February 7 Friday –William Roling Romoli wrote from his gallery in Florence to note receipt of Sam’s payment of 235 lire for the gilt Florentine carved frames, and had sent them away as per directions. He did not send the glass for “Three Fates of Michelangelo” since the frames had a long way to go [MTP].

February 9 Sunday – Sam wrote from Munich to Frank Bliss of progress on the book, even though he was still tearing up some of it. He sent Frank an address in Paris where they might go at any time; they planned to return to Elmira next August; to Hartford in October [MTLE 4: 20].

February 13 Thursday – Elisha Bliss wrote to Sam. “Occasionally I hear from you through some friend of yours.
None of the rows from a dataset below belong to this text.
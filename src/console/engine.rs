use crossterm::event::{KeyCode, KeyEvent, KeyModifiers};

use crate::transport::TransportWriter;

use super::editor::InputEditor;
use super::history::{HistoryBuffer, HistoryDirection};
use super::reader::ReaderEvent;
use super::scrollback::{lock, SharedScrollback};

#[derive(Debug, Clone, Copy, PartialEq, Eq)]
pub enum EngineState {
    Running,
    ShuttingDown,
    Terminated,
}

#[derive(Debug, Clone, PartialEq, Eq)]
pub enum ShutdownReason {
    Quit,
    TransportClosed,
    TransportFailed(String),
}

impl ShutdownReason {
    pub fn describe(&self) -> String {
        match self {
            ShutdownReason::Quit => "quit by operator".to_owned(),
            ShutdownReason::TransportClosed => "link closed by peer".to_owned(),
            ShutdownReason::TransportFailed(error) => format!("link failed: {error}"),
        }
    }

    pub fn is_link_loss(&self) -> bool {
        !matches!(self, ShutdownReason::Quit)
    }
}

#[derive(Debug, Clone, Copy, PartialEq, Eq)]
pub enum KeyAction {
    Quit,
    InsertChar(char),
    Backspace,
    DeleteForward,
    CursorLeft,
    CursorRight,
    CursorToStart,
    CursorToEnd,
    KillToEnd,
    KillLine,
    HistoryOlder,
    HistoryNewer,
    Submit,
    /// Positive values move toward older output.
    ScrollLines(isize),
    ScrollPages(isize),
    ScrollToStart,
    ScrollToEnd,
    ToggleHelp,
    Redraw,
}

/// Maps a key press to what it means to the console. Keys with no meaning
/// return `None` and are dropped.
pub fn classify_key(key: &KeyEvent) -> Option<KeyAction> {
    let ctrl = key.modifiers.contains(KeyModifiers::CONTROL);
    let alt = key.modifiers.contains(KeyModifiers::ALT);

    if ctrl {
        if let KeyCode::Char(c) = key.code {
            return match c.to_ascii_lowercase() {
                'c' => Some(KeyAction::Quit),
                'a' => Some(KeyAction::CursorToStart),
                'e' => Some(KeyAction::CursorToEnd),
                'b' => Some(KeyAction::CursorLeft),
                'f' => Some(KeyAction::CursorRight),
                'd' => Some(KeyAction::DeleteForward),
                'h' => Some(KeyAction::Backspace),
                'k' => Some(KeyAction::KillToEnd),
                'u' => Some(KeyAction::KillLine),
                'l' => Some(KeyAction::Redraw),
                _ => None,
            };
        }
    }

    let action = match key.code {
        KeyCode::Esc => KeyAction::Quit,
        KeyCode::Up if alt => KeyAction::ScrollLines(1),
        KeyCode::Down if alt => KeyAction::ScrollLines(-1),
        KeyCode::Up => KeyAction::HistoryOlder,
        KeyCode::Down => KeyAction::HistoryNewer,
        KeyCode::PageUp => KeyAction::ScrollPages(1),
        KeyCode::PageDown => KeyAction::ScrollPages(-1),
        KeyCode::Home if alt || ctrl => KeyAction::ScrollToStart,
        KeyCode::Home => KeyAction::CursorToStart,
        KeyCode::End => KeyAction::ScrollToEnd,
        KeyCode::Left => KeyAction::CursorLeft,
        KeyCode::Right => KeyAction::CursorRight,
        KeyCode::Backspace | KeyCode::Delete => KeyAction::Backspace,
        KeyCode::Enter => KeyAction::Submit,
        KeyCode::F(1) => KeyAction::ToggleHelp,
        KeyCode::Char(c) if !ctrl && !alt => KeyAction::InsertChar(c),
        _ => return None,
    };
    Some(action)
}

/// Which panes changed since the last frame.
#[derive(Debug, Clone, Copy, Default, PartialEq, Eq)]
pub struct DirtyPanes {
    pub output: bool,
    pub input: bool,
    /// The whole screen must be cleared and repainted.
    pub full: bool,
}

impl DirtyPanes {
    pub fn any(self) -> bool {
        self.output || self.input || self.full
    }
}

#[derive(Debug, Clone, Copy, Default, PartialEq, Eq)]
pub struct SessionStats {
    pub commands_sent: usize,
    pub write_failures: usize,
}

/// Owns the input side of the session and routes key presses and reader
/// notifications to the editor, the history and the shared scrollback.
///
/// Everything here runs on the UI thread. The only state shared with the
/// reader is the scrollback, and it is only touched under its lock.
pub struct ConsoleEngine {
    state: EngineState,
    scrollback: SharedScrollback,
    history: HistoryBuffer,
    editor: InputEditor,
    draft: Option<String>,
    writer: Box<dyn TransportWriter>,
    page_size: usize,
    show_help: bool,
    output_dirty: bool,
    input_dirty: bool,
    full_redraw: bool,
    last_write_error: Option<String>,
    stats: SessionStats,
    reason: Option<ShutdownReason>,
}

impl ConsoleEngine {
    pub fn new(
        scrollback: SharedScrollback,
        history: HistoryBuffer,
        writer: Box<dyn TransportWriter>,
    ) -> Self {
        Self {
            state: EngineState::Running,
            scrollback,
            history,
            editor: InputEditor::new(),
            draft: None,
            writer,
            page_size: 1,
            show_help: false,
            output_dirty: true,
            input_dirty: true,
            full_redraw: false,
            last_write_error: None,
            stats: SessionStats::default(),
            reason: None,
        }
    }

    pub fn state(&self) -> EngineState {
        self.state
    }

    pub fn is_running(&self) -> bool {
        self.state == EngineState::Running
    }

    pub fn editor(&self) -> &InputEditor {
        &self.editor
    }

    pub fn history(&self) -> &HistoryBuffer {
        &self.history
    }

    pub fn scrollback(&self) -> &SharedScrollback {
        &self.scrollback
    }

    pub fn show_help(&self) -> bool {
        self.show_help
    }

    pub fn last_write_error(&self) -> Option<&str> {
        self.last_write_error.as_deref()
    }

    pub fn stats(&self) -> SessionStats {
        self.stats
    }

    pub fn shutdown_reason(&self) -> Option<&ShutdownReason> {
        self.reason.as_ref()
    }

    pub fn page_size(&self) -> usize {
        self.page_size
    }

    /// Page scroll distance follows the visible height of the output pane.
    pub fn set_page_size(&mut self, rows: usize) {
        self.page_size = rows.max(1);
    }

    pub fn handle_key(&mut self, key: &KeyEvent) {
        if !self.is_running() {
            return;
        }
        if let Some(action) = classify_key(key) {
            tracing::debug!(?action, "key routed");
            self.apply(action);
        }
    }

    pub fn apply(&mut self, action: KeyAction) {
        if !self.is_running() {
            return;
        }
        match action {
            KeyAction::Quit => self.begin_shutdown(ShutdownReason::Quit),
            KeyAction::InsertChar(c) => self.edit(|editor| editor.insert_char(c)),
            KeyAction::Backspace => self.edit(InputEditor::backspace),
            KeyAction::DeleteForward => self.edit(InputEditor::delete_forward),
            KeyAction::CursorLeft => self.edit(|editor| editor.move_cursor(-1)),
            KeyAction::CursorRight => self.edit(|editor| editor.move_cursor(1)),
            KeyAction::CursorToStart => self.edit(InputEditor::move_to_start),
            KeyAction::CursorToEnd => self.edit(InputEditor::move_to_end),
            KeyAction::KillToEnd => self.edit(InputEditor::kill_to_end),
            KeyAction::KillLine => self.edit(InputEditor::clear),
            KeyAction::HistoryOlder => self.recall(HistoryDirection::Older),
            KeyAction::HistoryNewer => self.recall(HistoryDirection::Newer),
            KeyAction::Submit => self.submit(),
            KeyAction::ScrollLines(lines) => lock(&self.scrollback).scroll_by(lines),
            KeyAction::ScrollPages(pages) => {
                let page = isize::try_from(self.page_size).unwrap_or(isize::MAX);
                lock(&self.scrollback).scroll_by(pages.saturating_mul(page));
            }
            KeyAction::ScrollToStart => lock(&self.scrollback).scroll_to_start(),
            KeyAction::ScrollToEnd => lock(&self.scrollback).scroll_to_end(),
            KeyAction::ToggleHelp => {
                self.show_help = !self.show_help;
                self.output_dirty = true;
            }
            KeyAction::Redraw => self.full_redraw = true,
        }
    }

    fn edit(&mut self, change: impl FnOnce(&mut InputEditor)) {
        change(&mut self.editor);
        self.input_dirty = true;
    }

    /// The line being typed is kept aside on the first step into history and
    /// comes back when the operator steps past the newest entry.
    /// Steps that do not move the recall cursor leave the editor untouched.
    fn recall(&mut self, direction: HistoryDirection) {
        let was_navigating = self.history.is_navigating();
        match self.history.navigate(direction) {
            Some(entry) => {
                if !was_navigating {
                    self.draft = Some(self.editor.text().to_owned());
                }
                self.editor.set_text(&entry);
            }
            None if was_navigating => {
                let draft = self.draft.take().unwrap_or_default();
                self.editor.set_text(&draft);
            }
            None => return,
        }
        self.input_dirty = true;
    }

    fn submit(&mut self) {
        let raw = self.editor.submit_and_clear();
        self.draft = None;
        self.history.reset_navigation();
        self.input_dirty = true;

        let command = raw.trim();
        if command.is_empty() {
            return;
        }
        let mut payload = String::with_capacity(command.len() + 1);
        payload.push_str(command);
        payload.push('\n');
        match self.writer.write(payload.as_bytes()) {
            Ok(()) => {
                self.stats.commands_sent += 1;
                self.last_write_error = None;
                tracing::debug!(command, "command sent");
            }
            Err(error) => {
                self.stats.write_failures += 1;
                tracing::warn!(command, %error, "write to transport failed");
                self.last_write_error = Some(error.to_string());
            }
        }
        self.history.submit(command);
    }

    pub fn on_reader_event(&mut self, event: ReaderEvent) {
        match event {
            ReaderEvent::LineAppended => self.output_dirty = true,
            ReaderEvent::Closed => self.begin_shutdown(ShutdownReason::TransportClosed),
            ReaderEvent::Failed(error) => {
                self.begin_shutdown(ShutdownReason::TransportFailed(error))
            }
        }
    }

    /// `Running -> ShuttingDown`. Closing the writer unblocks the reader,
    /// which then reports `Closed` and exits.
    pub fn begin_shutdown(&mut self, reason: ShutdownReason) {
        if !self.is_running() {
            return;
        }
        tracing::info!(reason = %reason.describe(), "console shutting down");
        self.state = EngineState::ShuttingDown;
        self.writer.close();
        self.reason = Some(reason);
        self.output_dirty = true;
    }

    /// `ShuttingDown -> Terminated`, once the reader has been joined or given up on.
    pub fn complete_shutdown(&mut self) {
        if self.state == EngineState::ShuttingDown {
            self.state = EngineState::Terminated;
            tracing::info!("console terminated");
        }
    }

    /// Clears and returns the pending redraw work. The scrollback's own dirty
    /// flag covers appends and scrolling.
    pub fn take_dirty(&mut self) -> DirtyPanes {
        let buffer_dirty = lock(&self.scrollback).take_dirty();
        let dirty = DirtyPanes {
            output: self.output_dirty || buffer_dirty || self.full_redraw,
            input: self.input_dirty || self.full_redraw,
            full: self.full_redraw,
        };
        self.output_dirty = false;
        self.input_dirty = false;
        self.full_redraw = false;
        dirty
    }

    pub fn mark_all_dirty(&mut self) {
        self.output_dirty = true;
        self.input_dirty = true;
    }
}

#[cfg(test)]
#[path = "../tests/engine_tests.rs"]
mod tests;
You seem to have been skipping about like a grass-hopper in haying time.” Bliss had conferred with Perkins about Sam’s business interests. He was unclear as to which book Sam agreed would take the place of the Riley book on diamond mining, this to fulfill his agreement. The sale of Twain’s book through autumn was “quite large” [MTP].
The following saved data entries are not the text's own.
use ratatui::layout::{Constraint, Direction, Layout, Rect};
use ratatui::Frame;

use super::config::{FOOTER_ROWS, PANE_BORDER_ROWS};
use super::view_model::{InputView, OutputView};

mod footer;
mod header;
mod help_overlay;
mod panes;

use footer::render_footer;
use help_overlay::render_help_overlay;
use panes::{render_input_pane, render_output_pane};

/// Per-frame chrome that does not live in either pane's view.
#[derive(Debug, Clone, Copy)]
pub(super) struct ScreenState<'a> {
    pub(super) description: &'a str,
    pub(super) input_rows: u16,
    pub(super) show_help: bool,
    pub(super) running: bool,
}

#[derive(Debug, Clone, Copy, PartialEq, Eq)]
pub(super) struct PaneAreas {
    pub(super) output: Rect,
    pub(super) input: Rect,
    pub(super) footer: Rect,
}

impl PaneAreas {
    /// Rows of received text the output pane can show.
    pub(super) fn output_rows(&self) -> usize {
        usize::from(self.output.height.saturating_sub(PANE_BORDER_ROWS)).max(1)
    }
}

pub(super) fn split_panes(area: Rect, input_rows: u16) -> PaneAreas {
    let chunks = Layout::default()
        .direction(Direction::Vertical)
        .constraints([
            Constraint::Min(1),
            Constraint::Length(input_rows.saturating_add(PANE_BORDER_ROWS)),
            Constraint::Length(FOOTER_ROWS),
        ])
        .split(area);
    PaneAreas {
        output: chunks[0],
        input: chunks[1],
        footer: chunks[2],
    }
}

pub(super) fn render_console(
    frame: &mut Frame<'_>,
    output: &OutputView,
    input: &InputView,
    screen: &ScreenState<'_>,
) {
    let areas = split_panes(frame.area(), screen.input_rows);

    if screen.show_help {
        render_help_overlay(frame, areas.output);
    } else {
        render_output_pane(frame, areas.output, output, screen.description);
    }
    render_input_pane(frame, areas.input, input, screen.running);
    render_footer(
        frame,
        areas.footer,
        output.is_following(),
        screen.show_help,
        screen.running,
    );
}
February 17 Monday – Sam obtained a letter of credit from Drexel, Morgan & Co. for £2,000 [MTP].

February 18 Tuesday – Bissell & Co. replied to Sam’s Jan. 29 request for a letter of credit as obtained above on Feb. 17 [MTP].

February 19 Wednesday – Christian Tauchnitz wrote from Leipzig to thank Sam for his “kind lines of Jan 20” and for the two volumes of the “Routledge Edition.” He wished to republish IA [MTP].

February 21 Friday – Sam wrote to Christian Tauchnitz, letter not extant but mentioned in Tauchnitz’s Mar. 1 reply.

February 23 Sunday – Sam wrote at 1:30 pm on a snowy day from Munich to Olivia Lewis Langdon. After describing the snowstorm, Sam wrote that he’d finally picked all ten tunes for his $400 music box. Samuel E. Moffett had been with them for a week or more and Sam Clemens said the “manly boy” had “won the esteem, admiration & affection of the tribe.” His nephew had a:

February 24 Monday – Sam wrote from Munich a short note to Joe Twichell after receiving his letter. Sam wrote how he discovered the trick to sharpening a razor. They were leaving Thursday. Send mail to Monroe & Co., Bankers in Paris [MTLE 4: 31].

February 27 Thursday – The Clemens family left Munich by rail for Paris, France. Sam had planned to leave at 6:40 AM and travel to Strasburg (at that time in Germany) by 5:30 PM and spend the night there, continuing on to Paris on Feb. 28 [MTLE 4: 29]. Sam noted “Feb 27, at Strasburg” in his notebook [2: 292].